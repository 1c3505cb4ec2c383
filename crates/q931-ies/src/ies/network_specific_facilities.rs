use core::fmt;

use q931_core::{BitBuffer, IeParseErr};

use crate::fields::network_id::NetworkIdentification;

/// Q.931 4.5.21 Network-specific facilities
#[derive(Debug, Clone, PartialEq, Eq)]
pub struct NetworkSpecificFacilities {
    /// Octets 3.1 and 3.2, preceded on the wire by their length in octet 3
    pub network_id: Option<NetworkIdentification>,
    /// Octet 4 onwards, network specific
    pub facility_specification: Vec<u8>,
}

impl NetworkSpecificFacilities {
    pub fn from_bitbuf(buffer: &mut BitBuffer) -> Result<Self, IeParseErr> {
        let id_len = buffer.read_octet("network_id_length")? as usize;
        let network_id = if id_len > 0 {
            let id_bytes = buffer.read_bytes(id_len, "network_id")?;
            let mut id_buf = BitBuffer::from_vec(id_bytes);
            Some(NetworkIdentification::from_bitbuf(&mut id_buf)?)
        } else {
            None
        };
        let facility_specification = buffer.read_remaining_bytes();
        if facility_specification.is_empty() {
            return Err(IeParseErr::BufferEnded { field: Some("facility_specification") });
        }
        Ok(NetworkSpecificFacilities { network_id, facility_specification })
    }

    pub fn to_bitbuf(&self, buffer: &mut BitBuffer) -> Result<(), IeParseErr> {
        if self.facility_specification.is_empty() {
            return Err(IeParseErr::Inconsistency { field: "facility_specification", reason: "must not be empty" });
        }
        match &self.network_id {
            Some(id) => {
                let len = id.len_octets();
                if len > 0xFF {
                    return Err(IeParseErr::InconsistentLength { expected: 0xFF, found: len });
                }
                buffer.write_bits(len as u64, 8);
                id.to_bitbuf(buffer)?;
            }
            None => buffer.write_bits(0, 8),
        }
        buffer.write_bytes(&self.facility_specification);
        Ok(())
    }
}

impl fmt::Display for NetworkSpecificFacilities {
    fn fmt(&self, f: &mut fmt::Formatter) -> fmt::Result {
        write!(f, "NetworkSpecificFacilities {{ ")?;
        if let Some(id) = &self.network_id {
            write!(f, "network_id: {} ", id)?;
        }
        write!(f, "facility_specification: {:02x?} }}", self.facility_specification)
    }
}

⁂

- **EXERCISE AIM**
Beginning at the first line of the records, retype exactly every line up to and including the one with "4.5.21 Network-specific facilities".

- **TASK SOLUTION**
repository 1c3505cb4ec2c383
filename crates/q931-ies/src/ies/network_specific_facilities.rs
use core::fmt;

use q931_core::{BitBuffer, IeParseErr};

use crate::fields::network_id::NetworkIdentification;

/// Q.931 4.5.21 Network-specific facilities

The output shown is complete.